Task description.
Pick each line that has "derive" out of the records.

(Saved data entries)
-*-*-
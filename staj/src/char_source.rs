// SPDX-License-Identifier: Apache-2.0

//! Character sources feeding the tokenizer.
//!
//! The tokenizer works on decoded characters, not bytes. [`StrSource`] covers
//! documents already held in memory, [`Utf8Reader`] decodes any
//! [`std::io::Read`] as UTF-8. For other encodings, implement
//! [`CharSource`] on top of your own decoder.
//!
//! # Examples
//!
//! ```rust
//! use staj::{CharSource, StrSource};
//!
//! let mut source = StrSource::from("[1]");
//! assert_eq!(source.next_char().unwrap(), Some('['));
//! assert_eq!(source.next_char().unwrap(), Some('1'));
//! assert_eq!(source.next_char().unwrap(), Some(']'));
//! assert_eq!(source.next_char().unwrap(), None);
//! ```

use std::io::{self, BufReader, Read};

/// Trait for input sources that can provide characters to the tokenizer.
pub trait CharSource {
    /// Read the next character.
    ///
    /// # Contract
    /// - `Ok(None)` **MUST** indicate true end of input
    /// - Implementations **MUST NOT** return `Ok(None)` and then characters on later calls
    fn next_char(&mut self) -> io::Result<Option<char>>;
}

impl<S: CharSource + ?Sized> CharSource for &mut S {
    fn next_char(&mut self) -> io::Result<Option<char>> {
        (**self).next_char()
    }
}

impl<S: CharSource + ?Sized> CharSource for Box<S> {
    fn next_char(&mut self) -> io::Result<Option<char>> {
        (**self).next_char()
    }
}

/// A [`CharSource`] over an owned, in-memory string.
///
/// Owning the text makes the source `Send + 'static`, so it can be handed to
/// an [`EventReader`](crate::EventReader) producer thread.
#[derive(Debug, Clone, Default)]
pub struct StrSource {
    text: String,
    pos: usize,
}

impl StrSource {
    pub fn new(text: impl Into<String>) -> Self {
        Self {
            text: text.into(),
            pos: 0,
        }
    }

    /// The part of the input not consumed yet
    pub fn remaining(&self) -> &str {
        self.text.get(self.pos..).unwrap_or_default()
    }
}

impl From<&str> for StrSource {
    fn from(text: &str) -> Self {
        Self::new(text)
    }
}

impl From<String> for StrSource {
    fn from(text: String) -> Self {
        Self::new(text)
    }
}

impl CharSource for StrSource {
    fn next_char(&mut self) -> io::Result<Option<char>> {
        let next = self.remaining().chars().next();
        if let Some(ch) = next {
            self.pos += ch.len_utf8();
        }
        Ok(next)
    }
}

/// A [`CharSource`] decoding a UTF-8 byte stream.
///
/// The inner reader is buffered. Invalid UTF-8 is reported as an
/// [`io::ErrorKind::InvalidData`] error, and so is a stream that ends in the
/// middle of a multi-byte sequence.
#[derive(Debug)]
pub struct Utf8Reader<R> {
    inner: BufReader<R>,
}

impl<R: Read> Utf8Reader<R> {
    pub fn new(inner: R) -> Self {
        Self {
            inner: BufReader::new(inner),
        }
    }

    pub fn into_inner(self) -> R {
        self.inner.into_inner()
    }

    fn read_byte(&mut self) -> io::Result<Option<u8>> {
        let mut byte = [0u8; 1];
        loop {
            match self.inner.read(&mut byte) {
                Ok(0) => return Ok(None),
                Ok(_) => return Ok(Some(byte[0])),
                Err(e) if e.kind() == io::ErrorKind::Interrupted => continue,
                Err(e) => return Err(e),
            }
        }
    }
}

/// Length of the UTF-8 sequence introduced by `lead`, or None if `lead`
/// cannot start a sequence.
const fn utf8_sequence_len(lead: u8) -> Option<usize> {
    match lead {
        0x00..=0x7F => Some(1),
        0xC2..=0xDF => Some(2),
        0xE0..=0xEF => Some(3),
        0xF0..=0xF4 => Some(4),
        _ => None,
    }
}

fn invalid_utf8(bytes: &[u8]) -> io::Error {
    io::Error::new(
        io::ErrorKind::InvalidData,
        format!("invalid UTF-8 sequence {bytes:02X?}"),
    )
}

impl<R: Read> CharSource for Utf8Reader<R> {
    fn next_char(&mut self) -> io::Result<Option<char>> {
        let Some(lead) = self.read_byte()? else {
            return Ok(None);
        };
        let len = utf8_sequence_len(lead).ok_or_else(|| invalid_utf8(&[lead]))?;

        let mut bytes = [lead, 0, 0, 0];
        for i in 1..len {
            match self.read_byte()? {
                Some(b) => bytes[i] = b,
                None => return Err(invalid_utf8(&bytes[..i])),
            }
        }

        let decoded =
            core::str::from_utf8(&bytes[..len]).map_err(|_| invalid_utf8(&bytes[..len]))?;
        Ok(decoded.chars().next())
    }
}
// SPDX-License-Identifier: Apache-2.0

use core::fmt;

use crate::JsonNumber;

/// A lexical unit of JSON text.
///
/// Structural tokens and literals carry no data; string and number tokens
/// carry the decoded string and the verbatim number lexeme.
#[derive(Debug, Clone, PartialEq, Eq)]
pub enum Token {
    /// No more characters in the input
    End,
    OpenBrace,
    CloseBrace,
    OpenBracket,
    CloseBracket,
    Colon,
    Comma,
    /// A string literal with its escapes already decoded
    String(String),
    Number(JsonNumber),
    Null,
    True,
    False,
}

impl Token {
    pub const fn kind(&self) -> TokenKind {
        match self {
            Token::End => TokenKind::End,
            Token::OpenBrace => TokenKind::OpenBrace,
            Token::CloseBrace => TokenKind::CloseBrace,
            Token::OpenBracket => TokenKind::OpenBracket,
            Token::CloseBracket => TokenKind::CloseBracket,
            Token::Colon => TokenKind::Colon,
            Token::Comma => TokenKind::Comma,
            Token::String(_) => TokenKind::String,
            Token::Number(_) => TokenKind::Number,
            Token::Null => TokenKind::Null,
            Token::True => TokenKind::True,
            Token::False => TokenKind::False,
        }
    }
}

/// The kind of a [`Token`], without its payload.
#[derive(Debug, Clone, Copy, PartialEq, Eq, Hash)]
pub enum TokenKind {
    End,
    OpenBrace,
    CloseBrace,
    OpenBracket,
    CloseBracket,
    Colon,
    Comma,
    String,
    Number,
    Null,
    True,
    False,
}

impl fmt::Display for TokenKind {
    fn fmt(&self, f: &mut fmt::Formatter<'_>) -> fmt::Result {
        f.write_str(match self {
            TokenKind::End => "end of input",
            TokenKind::OpenBrace => "'{'",
            TokenKind::CloseBrace => "'}'",
            TokenKind::OpenBracket => "'['",
            TokenKind::CloseBracket => "']'",
            TokenKind::Colon => "':'",
            TokenKind::Comma => "','",
            TokenKind::String => "string",
            TokenKind::Number => "number",
            TokenKind::Null => "null",
            TokenKind::True => "true",
            TokenKind::False => "false",
        })
    }
}
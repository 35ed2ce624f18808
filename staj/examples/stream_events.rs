// SPDX-License-Identifier: Apache-2.0

// Prints the event stream of a JSON document, one event per line, indented by
// nesting depth.
//
// Usage: cargo run --example stream_events -- [FILE] [EVENTS_TO_BUFFER]
// Reads stdin when no file is given. Set RUST_LOG=debug to watch the producer.

use std::env;
use std::error::Error;
use std::fs::File;
use std::io;

use staj::{EventReader, PullParser, Utf8Reader};

fn main() -> Result<(), Box<dyn Error>> {
    env_logger::init();

    let mut args = env::args().skip(1);
    let path = args.next().filter(|arg| arg != "-");
    let events_to_buffer = match args.next() {
        Some(size) => size.parse()?,
        None => 16,
    };

    let mut reader = match path {
        Some(path) => EventReader::new(Utf8Reader::new(File::open(path)?), events_to_buffer)?,
        None => EventReader::new(Utf8Reader::new(io::stdin()), events_to_buffer)?,
    };

    let mut depth = 0usize;
    while let Some(event) = reader.next() {
        let event = event?;
        if event.is_container_end() {
            depth = depth.saturating_sub(1);
        }
        println!("{}{}", "  ".repeat(depth), event);
        if event.is_container_start() {
            depth += 1;
        }
    }
    println!("end");

    reader.close();
    Ok(())
}
// SPDX-License-Identifier: Apache-2.0

// Structural guarantees of the event stream over a set of well-formed documents

use staj::tokenizer::{Token, Tokenizer};
use staj::{Event, EventReader, JsonNumber, Parser, PullParser, StrSource};
use test_log::test;

const DOCUMENTS: &[&str] = &[
    "{}",
    "[]",
    r#"{"a":1}"#,
    r#"[1, -2, 3.25, -0.0, 1e10, 2E-3, 4.5e+6, 0]"#,
    r#"{"nested": {"deeper": [[], [{}], {"x": null}]}}"#,
    r#"[true, false, null, "", "\"\\\/\b\f\n\r\t"]"#,
    r#"{"unicode": "é€😀", "raw": "日本語"}"#,
    "\n\t[ 1 ,\r\n 2 ]  \n",
    r#"{"a":{"b":{"c":{"d":{"e":[1,[2,[3,[4]]]]}}}}}"#,
    r#"[{"k1": "v1", "k2": [1, 2], "k3": {"k4": false}}, 12345678901234567890]"#,
];

fn events(json: &str) -> Vec<Event> {
    let mut parser = Parser::new(StrSource::from(json));
    let mut events = Vec::new();
    loop {
        let event = parser
            .next_event()
            .unwrap_or_else(|err| panic!("{json:?}: {err}"));
        let done = event == Event::End;
        events.push(event);
        if done {
            return events;
        }
    }
}

#[test]
fn test_containers_are_balanced() {
    for json in DOCUMENTS {
        let mut open = Vec::new();
        for event in events(json) {
            match event {
                Event::StartObject | Event::StartArray => open.push(event),
                Event::EndObject => assert_eq!(open.pop(), Some(Event::StartObject), "{json}"),
                Event::EndArray => assert_eq!(open.pop(), Some(Event::StartArray), "{json}"),
                _ => {}
            }
        }
        assert!(open.is_empty(), "{json}");
    }
}

#[test]
fn test_keys_only_in_objects_and_followed_by_values() {
    for json in DOCUMENTS {
        let events = events(json);
        let mut open = Vec::new();
        for (i, event) in events.iter().enumerate() {
            match event {
                Event::StartObject | Event::StartArray => open.push(event.clone()),
                Event::EndObject | Event::EndArray => {
                    open.pop();
                }
                Event::Key(_) => {
                    assert_eq!(open.last(), Some(&Event::StartObject), "{json}");
                    let next = &events[i + 1];
                    assert!(
                        !matches!(next, Event::Key(_) | Event::EndObject | Event::EndArray),
                        "{json}: key followed by {next}"
                    );
                }
                _ => {}
            }
        }
    }
}

#[test]
fn test_object_members_alternate_key_and_value() {
    let events = events(r#"{"a": 1, "b": [2], "c": {"d": null}}"#);
    let keys: Vec<_> = events
        .iter()
        .filter_map(|event| match event {
            Event::Key(key) => Some(key.as_str()),
            _ => None,
        })
        .collect();
    assert_eq!(keys, ["a", "b", "c", "d"]);
}

#[test]
fn test_numbers_keep_their_lexeme() {
    let numbers: Vec<JsonNumber> = events(DOCUMENTS[3])
        .into_iter()
        .filter_map(|event| match event {
            Event::Number(number) => Some(number),
            _ => None,
        })
        .collect();
    let lexemes: Vec<&str> = numbers.iter().map(JsonNumber::as_str).collect();
    assert_eq!(
        lexemes,
        ["1", "-2", "3.25", "-0.0", "1e10", "2E-3", "4.5e+6", "0"]
    );
    assert_eq!(numbers[0].as_i64(), Some(1));
    assert_eq!(numbers[2].as_f64(), Some(3.25));
    assert!(!numbers[4].is_integer());
}

#[test]
fn test_large_integer_is_not_truncated() {
    let last = events(DOCUMENTS[9])
        .into_iter()
        .rev()
        .find_map(|event| match event {
            Event::Number(number) => Some(number),
            _ => None,
        });
    let number = last.unwrap();
    assert_eq!(number.as_str(), "12345678901234567890");
    assert_eq!(number.as_u64(), Some(12345678901234567890));
    assert_eq!(number.as_i64(), None);
}

#[test]
fn test_strings_are_unescaped() {
    assert_eq!(
        events(DOCUMENTS[5])[5],
        Event::string("\"\\/\u{08}\u{0C}\n\r\t")
    );
    let events = events(DOCUMENTS[6]);
    assert_eq!(events[2], Event::string("\u{e9}\u{20ac}\u{1F600}"));
    assert_eq!(events[4], Event::string("日本語"));
}

#[test]
fn test_whitespace_does_not_change_events() {
    assert_eq!(events(DOCUMENTS[7]), events("[1,2]"));
    assert_eq!(
        events("{ \"a\" :\n[ true , { } ] }"),
        events(r#"{"a":[true,{}]}"#)
    );
}

#[test]
fn test_parsing_twice_gives_identical_events() {
    for json in DOCUMENTS {
        assert_eq!(events(json), events(json), "{json}");
    }
}

#[test]
fn test_reader_matches_parser() {
    for json in DOCUMENTS {
        let mut reader = EventReader::new(StrSource::from(*json), 3).unwrap();
        assert_eq!(reader.next_event(), Ok(Event::Start));
        let mut threaded = Vec::new();
        loop {
            let event = reader.next_event().unwrap();
            let done = event == Event::End;
            threaded.push(event);
            if done {
                break;
            }
        }
        assert_eq!(threaded, events(json), "{json}");
        reader.close();
    }
}

#[test]
fn test_tokenizer_end_is_idempotent() {
    let mut tokenizer = Tokenizer::new(StrSource::from("[] "));
    assert_eq!(tokenizer.next_token(), Ok(Token::OpenBracket));
    assert_eq!(tokenizer.next_token(), Ok(Token::CloseBracket));
    for _ in 0..3 {
        assert_eq!(tokenizer.next_token(), Ok(Token::End));
    }
}
// SPDX-License-Identifier: Apache-2.0

//! A streaming, pull-based JSON parser.
//!
//! Text is read one character at a time from a [`CharSource`], split into
//! tokens by the [`Tokenizer`](tokenizer::Tokenizer) and turned into a flat
//! sequence of [`Event`]s by a [`Parser`]. The caller pulls events one at a
//! time; nothing is built up in memory beyond the current token and the
//! nesting stack.
//!
//! [`EventReader`] runs the parser on a background thread and hands events
//! over through a bounded buffer, so parsing overlaps with consumption.
//!
//! ```
//! use staj::{Event, EventReader, PullParser, StrSource};
//!
//! let mut reader = EventReader::new(StrSource::from(r#"{"a": 1}"#), 4).unwrap();
//! let mut names = Vec::new();
//! while let Some(event) = reader.next() {
//!     names.push(event.unwrap().to_string());
//! }
//! assert_eq!(names, ["start", "startObj", "key:a", "number:1", "endObj", "end"]);
//! ```

mod char_source;
pub use char_source::{CharSource, StrSource, Utf8Reader};

mod escape_processor;

mod event_reader;
pub use event_reader::EventReader;

mod json_number;
pub use json_number::JsonNumber;

mod options;
pub use options::{ParserOptions, ReaderOptions, DEFAULT_THREAD_NAME};

mod parse_error;
pub use parse_error::{Expected, ParseError};

mod parser;
pub use parser::Parser;

mod shared;
pub use shared::{Event, Position, PullParser};

pub mod tokenizer;
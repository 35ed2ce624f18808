// SPDX-License-Identifier: Apache-2.0

mod token;
pub use token::{Token, TokenKind};

mod lexer;
pub use lexer::Tokenizer;
pub use lexer::{LexError, LexErrorKind, ReadError};
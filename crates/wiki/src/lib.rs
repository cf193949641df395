// wiki - plain-text pages addressed by title, served over HTTP
//
// Pages live in `<title>.txt` files. Titles are restricted to ASCII letters
// and digits and every request path is checked before anything touches disk.

pub mod config;
pub mod error;
pub mod form;
pub mod handlers;
pub mod page;
pub mod render;
pub mod response;
pub mod router;
pub mod store;
pub mod title;

pub use config::Config;
pub use error::WikiError;
pub use page::Page;
pub use render::{BuiltinTemplates, RenderError, Renderer, TemplateError, TemplateSet, View};
pub use router::{router, AppState, ValidPath};
pub use store::{FileStore, LoadError, PageStore, StoreError};
pub use title::{parse_path, InvalidPath, InvalidTitle, Operation, PathMatch, Title};

// Re-export commonly used types from dependencies
pub use axum;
-*-*-
Answer space.
#[derive(Debug, Clone, Default)]
#[derive(Debug)]
#[derive(Debug, Clone, PartialEq, Eq)]
#[derive(Debug, Clone, Copy, PartialEq, Eq, Hash)]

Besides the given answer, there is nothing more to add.